● **Recorded data**:
use crate::strategy::{BatchConfig, Report};
use clap::{Parser, ValueEnum};
use std::path::PathBuf;

/// Replay wallet operations against an in-memory ledger
#[derive(Parser, Debug)]
#[command(name = "wallet-ledger")]
#[command(about = "Replay wallet operations against an in-memory ledger", long_about = None)]
pub struct CliArgs {
    /// Input CSV file path containing operation records
    #[arg(value_name = "INPUT", help = "Path to the input CSV file")]
    pub input_file: PathBuf,

    /// Replay strategy to use
    #[arg(
        long = "strategy",
        value_name = "STRATEGY",
        default_value = "sync",
        help = "Replay strategy: 'sync' for sequential or 'async' for concurrent batches. \
                'async' opens accounts before other operations of the same batch and runs \
                different accounts in parallel, so its output can differ from 'sync' when \
                operations depend on file order across accounts"
    )]
    pub strategy: StrategyType,

    /// Number of records per batch (async mode only)
    #[arg(
        long = "batch-size",
        value_name = "SIZE",
        help = "Number of records per batch (default: 1000)"
    )]
    pub batch_size: Option<usize>,

    /// Number of worker threads (async mode only)
    #[arg(
        long = "max-concurrent",
        value_name = "COUNT",
        help = "Number of worker threads applying a batch (default: CPU cores)"
    )]
    pub max_concurrent_batches: Option<usize>,

    /// Print this account's transaction history instead of all balances
    #[arg(long = "history", value_name = "ACCOUNT")]
    pub history: Option<String>,
}

/// Available replay strategies
#[derive(Clone, Debug, PartialEq, Eq, ValueEnum)]
pub enum StrategyType {
    Sync,
    Async,
}

impl CliArgs {
    /// Create a BatchConfig from CLI arguments
    ///
    /// Missing values fall back to the defaults; zero values are replaced by
    /// the defaults inside `BatchConfig::new`.
    pub fn to_batch_config(&self) -> BatchConfig {
        if self.batch_size.is_some() || self.max_concurrent_batches.is_some() {
            let default = BatchConfig::default();
            BatchConfig::new(
                self.batch_size.unwrap_or(default.batch_size),
                self.max_concurrent_batches
                    .unwrap_or(default.max_concurrent_batches),
            )
        } else {
            BatchConfig::default()
        }
    }

    /// The report selected by `--history`
    pub fn report(&self) -> Report {
        match &self.history {
            Some(account) => Report::History(account.clone()),
            None => Report::Balances,
        }
    }
}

● **The task**: Wherever a line of the data holds "StrategyType", copy that line.

● **Solution**:
    pub strategy: StrategyType,
pub enum StrategyType {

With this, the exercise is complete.